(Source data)
=-=-=-=-=
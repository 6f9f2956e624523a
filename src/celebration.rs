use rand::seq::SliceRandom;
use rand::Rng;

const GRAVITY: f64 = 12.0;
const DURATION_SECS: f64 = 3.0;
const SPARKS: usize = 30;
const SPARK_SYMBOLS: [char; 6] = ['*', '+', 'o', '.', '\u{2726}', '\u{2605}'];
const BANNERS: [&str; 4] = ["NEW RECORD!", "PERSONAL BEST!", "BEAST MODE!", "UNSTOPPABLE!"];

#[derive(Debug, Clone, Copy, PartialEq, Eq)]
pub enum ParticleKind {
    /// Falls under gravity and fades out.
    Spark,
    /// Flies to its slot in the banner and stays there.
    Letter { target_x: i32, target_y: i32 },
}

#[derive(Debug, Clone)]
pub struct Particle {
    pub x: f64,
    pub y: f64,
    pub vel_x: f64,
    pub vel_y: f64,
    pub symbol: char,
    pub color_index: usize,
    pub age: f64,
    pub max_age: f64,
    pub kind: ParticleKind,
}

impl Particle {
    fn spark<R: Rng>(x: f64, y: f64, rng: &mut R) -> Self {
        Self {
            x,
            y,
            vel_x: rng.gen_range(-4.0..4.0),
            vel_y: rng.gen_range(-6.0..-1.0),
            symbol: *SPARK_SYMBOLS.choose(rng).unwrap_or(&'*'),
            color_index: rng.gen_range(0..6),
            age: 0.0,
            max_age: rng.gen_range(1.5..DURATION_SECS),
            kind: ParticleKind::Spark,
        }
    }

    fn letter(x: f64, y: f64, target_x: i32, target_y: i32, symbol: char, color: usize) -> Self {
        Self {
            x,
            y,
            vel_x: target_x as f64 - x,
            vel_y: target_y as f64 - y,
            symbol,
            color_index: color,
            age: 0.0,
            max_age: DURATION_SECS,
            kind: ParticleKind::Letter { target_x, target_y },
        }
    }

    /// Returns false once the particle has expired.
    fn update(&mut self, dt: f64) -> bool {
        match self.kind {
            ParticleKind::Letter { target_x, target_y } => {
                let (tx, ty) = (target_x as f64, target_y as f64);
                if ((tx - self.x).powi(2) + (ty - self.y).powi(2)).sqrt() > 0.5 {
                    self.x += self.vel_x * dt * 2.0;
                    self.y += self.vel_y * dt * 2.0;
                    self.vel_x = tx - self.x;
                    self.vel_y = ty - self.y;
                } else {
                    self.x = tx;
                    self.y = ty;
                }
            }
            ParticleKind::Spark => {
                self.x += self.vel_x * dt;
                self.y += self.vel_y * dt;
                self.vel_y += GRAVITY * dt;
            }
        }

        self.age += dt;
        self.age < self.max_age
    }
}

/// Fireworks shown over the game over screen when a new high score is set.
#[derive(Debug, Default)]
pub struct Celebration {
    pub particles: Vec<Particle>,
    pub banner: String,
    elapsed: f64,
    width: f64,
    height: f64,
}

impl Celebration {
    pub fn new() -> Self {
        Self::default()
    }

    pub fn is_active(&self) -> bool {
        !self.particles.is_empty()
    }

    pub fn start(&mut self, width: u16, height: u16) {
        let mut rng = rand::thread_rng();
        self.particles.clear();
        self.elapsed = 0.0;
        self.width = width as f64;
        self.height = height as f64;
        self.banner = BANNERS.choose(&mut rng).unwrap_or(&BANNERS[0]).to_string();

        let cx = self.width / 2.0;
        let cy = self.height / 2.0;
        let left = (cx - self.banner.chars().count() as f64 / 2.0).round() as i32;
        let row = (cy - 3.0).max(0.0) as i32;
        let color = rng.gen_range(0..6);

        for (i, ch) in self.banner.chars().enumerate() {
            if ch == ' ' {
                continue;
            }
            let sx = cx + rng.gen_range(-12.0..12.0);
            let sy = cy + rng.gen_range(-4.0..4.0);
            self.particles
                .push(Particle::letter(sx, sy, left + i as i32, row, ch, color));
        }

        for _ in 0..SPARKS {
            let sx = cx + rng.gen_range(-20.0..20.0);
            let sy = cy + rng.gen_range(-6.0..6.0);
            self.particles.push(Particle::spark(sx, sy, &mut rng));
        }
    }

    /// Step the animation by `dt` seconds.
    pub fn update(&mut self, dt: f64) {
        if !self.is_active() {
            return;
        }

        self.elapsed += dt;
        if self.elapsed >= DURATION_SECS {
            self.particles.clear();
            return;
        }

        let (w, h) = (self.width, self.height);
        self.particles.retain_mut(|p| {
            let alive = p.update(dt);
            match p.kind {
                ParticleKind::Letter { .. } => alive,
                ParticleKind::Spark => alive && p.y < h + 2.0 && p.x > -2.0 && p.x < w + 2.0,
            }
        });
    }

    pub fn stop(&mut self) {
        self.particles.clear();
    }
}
=-=-=-=-=
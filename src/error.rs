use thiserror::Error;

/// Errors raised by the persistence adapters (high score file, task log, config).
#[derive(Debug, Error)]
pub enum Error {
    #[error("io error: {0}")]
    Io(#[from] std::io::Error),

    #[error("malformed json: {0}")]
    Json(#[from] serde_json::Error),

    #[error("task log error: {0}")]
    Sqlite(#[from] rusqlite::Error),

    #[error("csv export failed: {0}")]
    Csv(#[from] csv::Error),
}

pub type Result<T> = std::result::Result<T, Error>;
=-=-=-=-=
BRIEF: There is a run of lines above from the one with "self.x += self.vel_x * dt;" to the one with "let mut rng = rand::thread_rng();"; print exactly that run, both ends included, and nothing else.

PROBLEM SOLUTION:
                self.x += self.vel_x * dt;
                self.y += self.vel_y * dt;
                self.vel_y += GRAVITY * dt;
            }
        }

        self.age += dt;
        self.age < self.max_age
    }
}

/// Fireworks shown over the game over screen when a new high score is set.
#[derive(Debug, Default)]
pub struct Celebration {
    pub particles: Vec<Particle>,
    pub banner: String,
    elapsed: f64,
    width: f64,
    height: f64,
}

impl Celebration {
    pub fn new() -> Self {
        Self::default()
    }

    pub fn is_active(&self) -> bool {
        !self.particles.is_empty()
    }

    pub fn start(&mut self, width: u16, height: u16) {
        let mut rng = rand::thread_rng();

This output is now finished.